Task input: Begin

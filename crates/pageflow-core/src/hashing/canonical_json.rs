//! JSON canónico: claves de objetos ordenadas, sin espacios. Dos valores
//! iguales producen siempre la misma cadena, lo que permite hashearlos.

use serde_json::Value;
use std::collections::BTreeMap;

pub fn to_canonical_json(value: &Value) -> String {
    match value {
        Value::Null => "null".to_string(),
        Value::Bool(b) => b.to_string(),
        Value::Number(n) => n.to_string(),
        // `Display` de un `Value::String` emite la cadena ya escapada.
        Value::String(_) => value.to_string(),
        Value::Array(arr) => {
            let items: Vec<String> = arr.iter().map(to_canonical_json).collect();
            format!("[{}]", items.join(","))
        }
        Value::Object(map) => {
            let tree: BTreeMap<&String, String> = map.iter().map(|(k, v)| (k, to_canonical_json(v))).collect();
            let items: Vec<String> = tree.into_iter()
                                         .map(|(k, v)| format!("{}:{}", Value::String(k.clone()), v))
                                         .collect();
            format!("{{{}}}", items.join(","))
        }
    }
}

#[cfg(test)]
mod tests {
    use super::*;
    use serde_json::json;

    #[test]
    fn object_keys_are_sorted() {
        let a = json!({"b": 1, "a": [true, null, "x\"y"]});
        assert_eq!(to_canonical_json(&a), r#"{"a":[true,null,"x\"y"],"b":1}"#);
    }
}
//! Alta de usuario: formulario -> validación -> confirmación -> fin.
//!
//! Los datos llegan en el payload de cada petición; sólo lo validado se
//! guarda en los atributos de la instancia.

use pageflow_core::{ActionContext, ActionError, MethodTable};
use serde::{Deserialize, Serialize};
use serde_json::Value;

pub const REGISTRATION_CLASS: &str = "RegistrationAction";

#[derive(Debug, Clone, PartialEq, Eq, Serialize, Deserialize)]
pub struct Registration {
    pub name: String,
    pub email: String,
}

impl Registration {
    /// Lista de problemas; vacía si el alta es válida.
    pub fn problems(&self) -> Vec<String> {
        let mut problems = Vec::new();
        if self.name.trim().is_empty() {
            problems.push("name is required".to_string());
        }
        if !self.email.contains('@') {
            problems.push(format!("'{}' is not an e-mail address", self.email));
        }
        problems
    }
}

fn registration_from(payload: &Value) -> Option<Registration> {
    serde_json::from_value(payload.clone()).ok()
}

fn validate(ctx: &mut ActionContext<'_>) -> Result<&'static str, ActionError> {
    let Some(registration) = registration_from(ctx.payload) else {
        ctx.attributes.set("errors", vec!["name and email are required".to_string()]);
        return Ok("invalid");
    };
    let problems = registration.problems();
    if !problems.is_empty() {
        ctx.attributes.set("errors", problems);
        return Ok("invalid");
    }
    let value = serde_json::to_value(&registration).map_err(|e| ActionError::failed(e.to_string()))?;
    ctx.attributes.remove("errors");
    ctx.attributes.set("registration", value);
    Ok("valid")
}

fn register(ctx: &mut ActionContext<'_>) -> Result<(), ActionError> {
    let registration = ctx.attributes
                          .get_as::<Registration>("registration")
                          .ok_or_else(|| ActionError::failed("nothing to register"))?;
    log::info!("registered '{}' <{}>", registration.name, registration.email);
    ctx.attributes.set("registeredAs", registration.name);
    Ok(())
}

pub fn registration_actions() -> MethodTable {
    MethodTable::new().method("init", |ctx| {
                          ctx.attributes.set("formVisits", 0);
                          Ok(())
                      })
                      .method("setup", |ctx| {
                          let visits = ctx.attributes.get_as::<u64>("formVisits").unwrap_or(0);
                          ctx.attributes.set("formVisits", visits + 1);
                          Ok(())
                      })
                      .method("hasInput", |ctx| Ok(ctx.payload.is_object()))
                      .method("validate", validate)
                      .method("register", register)
                      .method("finish", |ctx| {
                          ctx.attributes.set("completed", true);
                          Ok(())
                      })
}

#[cfg(test)]
mod tests {
    use super::*;

    #[test]
    fn problems_are_listed() {
        let ok = Registration { name: "Ada".into(),
                                email: "ada@example.org".into() };
        assert!(ok.problems().is_empty());
        let bad = Registration { name: " ".into(),
                                 email: "nope".into() };
        assert_eq!(bad.problems().len(), 2);
    }

    #[test]
    fn table_exposes_every_method_of_the_flow() {
        let table = registration_actions();
        for method in ["init", "setup", "hasInput", "validate", "register", "finish"] {
            assert!(table.has_method(method), "{method}");
        }
    }
}
//! Hashing de definiciones: JSON canónico + blake3.

pub mod canonical_json;
pub mod hash;

pub use canonical_json::to_canonical_json;
pub use hash::{hash_str, hash_value};
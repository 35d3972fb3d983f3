//! `PageFlowInstance`: una ejecución direccionable (por ticket) de un flujo.
//!
//! La instancia conserva su identidad (ID + flow ID) durante toda su vida.
//! Su comportamiento es una variante etiquetada: `Active` con la máquina de
//! estados, o `Disabled` cuando el recolector la dio por expirada. Una
//! instancia deshabilitada sigue siendo consultable pero responde como
//! inactiva: sin atributos, sin vista, nunca en estado final.

use std::sync::Arc;

use serde::{Deserialize, Serialize};
use serde_json::Value;

use crate::action::ActionInvoker;
use crate::errors::PageFlowError;
use crate::flow::PageFlow;

#[derive(Debug, Clone, Serialize, Deserialize)]
pub enum InstanceState {
    Active(Box<PageFlow>),
    Disabled,
}

#[derive(Debug, Clone, Serialize, Deserialize)]
pub struct PageFlowInstance {
    id: String,
    flow_id: String,
    state: InstanceState,
}

impl PageFlowInstance {
    pub fn new(id: String, flow: PageFlow) -> Self {
        Self { id,
               flow_id: flow.flow_id().to_string(),
               state: InstanceState::Active(Box::new(flow)) }
    }

    pub fn id(&self) -> &str {
        &self.id
    }

    pub fn flow_id(&self) -> &str {
        &self.flow_id
    }

    pub fn state(&self) -> &InstanceState {
        &self.state
    }

    pub fn is_disabled(&self) -> bool {
        matches!(self.state, InstanceState::Disabled)
    }

    pub fn page_flow(&self) -> Option<&PageFlow> {
        match &self.state {
            InstanceState::Active(flow) => Some(flow.as_ref()),
            InstanceState::Disabled => None,
        }
    }

    pub fn page_flow_mut(&mut self) -> Option<&mut PageFlow> {
        match &mut self.state {
            InstanceState::Active(flow) => Some(flow.as_mut()),
            InstanceState::Disabled => None,
        }
    }

    /// Revoca el comportamiento de la instancia conservando su identidad.
    pub fn disable(&mut self) {
        self.state = InstanceState::Disabled;
    }

    /// Conecta invoker y payload de la petición y activa la máquina.
    pub fn activate(&mut self,
                    invoker: Arc<dyn ActionInvoker>,
                    payload: Value,
                    event: Option<&str>)
                    -> Result<(), PageFlowError> {
        let flow = self.page_flow_mut().ok_or(PageFlowError::NotActivated)?;
        flow.set_invoker(invoker);
        flow.set_payload(payload);
        flow.activate(event)
    }

    /// Suelta el payload y el invoker al final de la petición.
    pub fn detach(&mut self) -> Value {
        self.page_flow_mut().map(PageFlow::detach).unwrap_or_default()
    }

    pub fn is_activated(&self) -> bool {
        self.page_flow().is_some_and(PageFlow::is_activated)
    }

    pub fn is_in_final_state(&self) -> bool {
        self.page_flow().is_some_and(PageFlow::is_in_final_state)
    }

    pub fn validate_received_event(&self) -> bool {
        self.page_flow().is_some_and(PageFlow::validate_received_event)
    }

    pub fn current_state_name(&self) -> Option<&str> {
        self.page_flow().and_then(PageFlow::current_state_name)
    }

    pub fn previous_state_name(&self) -> Option<&str> {
        self.page_flow().and_then(PageFlow::previous_state_name)
    }

    pub fn current_view(&self) -> Result<&str, PageFlowError> {
        self.page_flow().ok_or(PageFlowError::NotActivated)?.current_view()
    }

    pub fn attribute(&self, name: &str) -> Option<&Value> {
        self.page_flow().and_then(|f| f.attribute(name).ok().flatten())
    }

    pub fn set_attribute(&mut self, name: &str, value: impl Into<Value>) -> Result<(), PageFlowError> {
        self.page_flow_mut().ok_or(PageFlowError::NotActivated)?.set_attribute(name, value)
    }

    pub fn definition_hash(&self) -> Option<&str> {
        self.page_flow().map(|f| f.definition().definition_hash.as_str())
    }
}

#[cfg(test)]
mod tests {
    use super::*;
    use crate::action::ActionRegistry;
    use crate::definition::RawFlowDefinition;
    use crate::generator::PageFlowGenerator;
    use serde_json::json;

    fn instance() -> PageFlowInstance {
        let raw = RawFlowDefinition::from_yaml("Simple", "firstState: A\nviewState:\n  - name: A\n    view: a\n").unwrap();
        let def = PageFlowGenerator::new("Simple").generate(&raw).unwrap();
        PageFlowInstance::new("ticket".into(), PageFlow::new(Arc::new(def)))
    }

    #[test]
    fn disabled_instance_answers_as_inactive() {
        let mut inst = instance();
        inst.activate(Arc::new(ActionRegistry::new()), json!({"p": 1}), None).unwrap();
        inst.set_attribute("k", "v").unwrap();
        assert_eq!(inst.attribute("k"), Some(&json!("v")));
        assert!(inst.validate_received_event());

        inst.disable();
        assert!(inst.is_disabled());
        assert_eq!(inst.id(), "ticket");
        assert_eq!(inst.flow_id(), "Simple");
        assert!(!inst.is_activated());
        assert!(!inst.is_in_final_state());
        assert!(!inst.validate_received_event());
        assert_eq!(inst.attribute("k"), None);
        assert_eq!(inst.current_view(), Err(PageFlowError::NotActivated));
        assert_eq!(inst.activate(Arc::new(ActionRegistry::new()), Value::Null, Some("x")),
                   Err(PageFlowError::NotActivated));
    }

    #[test]
    fn detach_returns_the_request_payload() {
        let mut inst = instance();
        inst.activate(Arc::new(ActionRegistry::new()), json!({"p": 1}), None).unwrap();
        assert_eq!(inst.detach(), json!({"p": 1}));
        assert_eq!(inst.page_flow().unwrap().payload(), &Value::Null);
    }
}
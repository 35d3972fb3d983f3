//! Constantes del motor de page-flows.
//!
//! Agrupa los nombres de estados y eventos que el motor cablea por su cuenta
//! (pseudo estados `initial`/`final` y los eventos internos de la máquina).
//! Un autor de flujos no puede usarlos en sus definiciones: el generador los
//! rechaza (ver `generator::PageFlowGenerator`).

/// Pseudo estado previo al primer estado del flujo.
pub const STATE_INITIAL: &str = "initial";
/// Pseudo estado terminal. Una vez alcanzado no hay transiciones legales.
pub const STATE_FINAL: &str = "final";

pub const EVENT_ENTRY: &str = "entry";
pub const EVENT_EXIT: &str = "exit";
/// Evento de la transición implícita `initial -> firstState`.
pub const EVENT_START: &str = "start";
/// Evento de la transición implícita `lastState -> final`.
pub const EVENT_END: &str = "end";
pub const EVENT_DO: &str = "do";

pub const RESERVED_STATES: [&str; 2] = [STATE_INITIAL, STATE_FINAL];
pub const RESERVED_EVENTS: [&str; 5] = [EVENT_ENTRY, EVENT_EXIT, EVENT_START, EVENT_END, EVENT_DO];

/// Sufijo de la clase de acciones por defecto de un flujo: las acciones sin
/// `class` explícita se resuelven contra `<FlowID>Action`.
pub const DEFAULT_ACTION_CLASS_SUFFIX: &str = "Action";

/// Bytes aleatorios de un ticket de instancia (antes de codificar en base64).
pub const INSTANCE_ID_BYTES: usize = 24;

/// Máximo de eventos encadenados (encolados por acciones) que se procesan en
/// una sola activación antes de abortarla.
pub const MAX_CHAINED_EVENTS: usize = 1024;

/// Versión lógica del motor. Forma parte del hash de definición para que un
/// cambio incompatible del motor invalide los hashes previos.
pub const ENGINE_VERSION: &str = "PF1.0";

pub fn is_reserved_state(name: &str) -> bool {
    RESERVED_STATES.contains(&name)
}

pub fn is_reserved_event(name: &str) -> bool {
    RESERVED_EVENTS.contains(&name)
}
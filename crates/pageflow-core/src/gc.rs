//! Recolector de instancias abandonadas (mark & sweep por tiempo).
//!
//! Entre dos activaciones no hay ninguna señal de "instancia destruida": el
//! usuario simplemente deja de volver. Por eso el recolector trabaja en dos
//! fases:
//!
//! 1. `mark()` al inicio de cada activación condena los marcadores que no se
//!    tocaron durante más de la ventana de expiración.
//! 2. `sweep()` al final de la activación invoca el hook de expiración una
//!    única vez por marcador condenado.
//!
//! Un marcador condenado no se resucita con `update()`: reanudar un ticket
//! expirado debe fallar, no reiniciar el reloj.
//!
//! La lápida que deja el barrido vive una ventana más; pasada esa segunda
//! ventana `reclaim()` la retira junto con su marcador.

use std::collections::HashMap;
use std::sync::Arc;

use chrono::{DateTime, Duration, Utc};
use serde::{Deserialize, Serialize};

use crate::clock::{system_clock, Clock};

#[derive(Debug, Clone, PartialEq, Eq, Serialize, Deserialize)]
pub struct GcMarker {
    pub last_touched: DateTime<Utc>,
    pub should_sweep: bool,
    pub swept: bool,
}

/// Tabla de marcadores; es lo que viaja en el blob de sesión.
pub type GcMarkers = HashMap<String, GcMarker>;

#[derive(Debug, Clone)]
pub struct GarbageCollector {
    expiration: Duration,
    markers: GcMarkers,
    clock: Arc<dyn Clock>,
}

impl GarbageCollector {
    pub fn new(expiration: Duration) -> Self {
        Self::with_clock(expiration, system_clock())
    }

    pub fn with_clock(expiration: Duration, clock: Arc<dyn Clock>) -> Self {
        Self { expiration,
               markers: GcMarkers::new(),
               clock }
    }

    pub fn expiration(&self) -> Duration {
        self.expiration
    }

    /// Condena los marcadores no barridos cuya inactividad supera la ventana.
    pub fn mark(&mut self) {
        let now = self.clock.now();
        for (id, marker) in self.markers.iter_mut().filter(|(_, m)| !m.swept) {
            let should_sweep = now - marker.last_touched > self.expiration;
            if should_sweep && !marker.should_sweep {
                log::debug!("gc: instance '{id}' idle since {}, marked for sweeping", marker.last_touched);
            }
            marker.should_sweep = should_sweep;
        }
    }

    /// Registra que la instancia se usó ahora, salvo que ya esté condenada.
    pub fn update(&mut self, instance_id: &str) {
        let now = self.clock.now();
        match self.markers.get_mut(instance_id) {
            Some(marker) if marker.should_sweep => {
                log::debug!("gc: instance '{instance_id}' is already marked, touch ignored");
            }
            Some(marker) => marker.last_touched = now,
            None => {
                self.markers.insert(instance_id.to_string(),
                                    GcMarker { last_touched: now,
                                               should_sweep: false,
                                               swept: false });
            }
        }
    }

    pub fn is_marked(&self, instance_id: &str) -> bool {
        self.markers.get(instance_id).is_some_and(|m| m.should_sweep)
    }

    /// Invoca `on_expire` una sola vez por cada marcador condenado y aún no
    /// barrido. Idempotente.
    pub fn sweep<F>(&mut self, mut on_expire: F)
        where F: FnMut(&str)
    {
        for (id, marker) in self.markers.iter_mut() {
            if marker.should_sweep && !marker.swept {
                log::info!("gc: sweeping expired instance '{id}'");
                on_expire(id.as_str());
                marker.swept = true;
            }
        }
    }

    /// Retira los marcadores barridos que llevan otra ventana más sin uso e
    /// invoca `on_reclaim` por cada uno para que se borre su lápida.
    pub fn reclaim<F>(&mut self, mut on_reclaim: F)
        where F: FnMut(&str)
    {
        let now = self.clock.now();
        let grace = self.expiration + self.expiration;
        self.markers.retain(|id, marker| {
                        let stale = marker.swept && now - marker.last_touched > grace;
                        if stale {
                            log::info!("gc: reclaiming tombstone of instance '{id}'");
                            on_reclaim(id.as_str());
                        }
                        !stale
                    });
    }

    /// Olvida el marcador de una instancia que terminó normalmente.
    pub fn forget(&mut self, instance_id: &str) -> Option<GcMarker> {
        self.markers.remove(instance_id)
    }

    pub fn marker(&self, instance_id: &str) -> Option<&GcMarker> {
        self.markers.get(instance_id)
    }

    pub fn markers(&self) -> &GcMarkers {
        &self.markers
    }

    pub fn restore_markers(&mut self, markers: GcMarkers) {
        self.markers = markers;
    }
}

Task input: End

**What to produce:** The required output is the stretch of entries above from the line containing "RESERVED_EVENTS.contains(&name)" through the line containing "Entre dos activaciones", reproduced exactly.

**Solution:**
    RESERVED_EVENTS.contains(&name)
}
filename crates/pageflow-core/src/gc.rs
//! Recolector de instancias abandonadas (mark & sweep por tiempo).
//!
//! Entre dos activaciones no hay ninguna señal de "instancia destruida": el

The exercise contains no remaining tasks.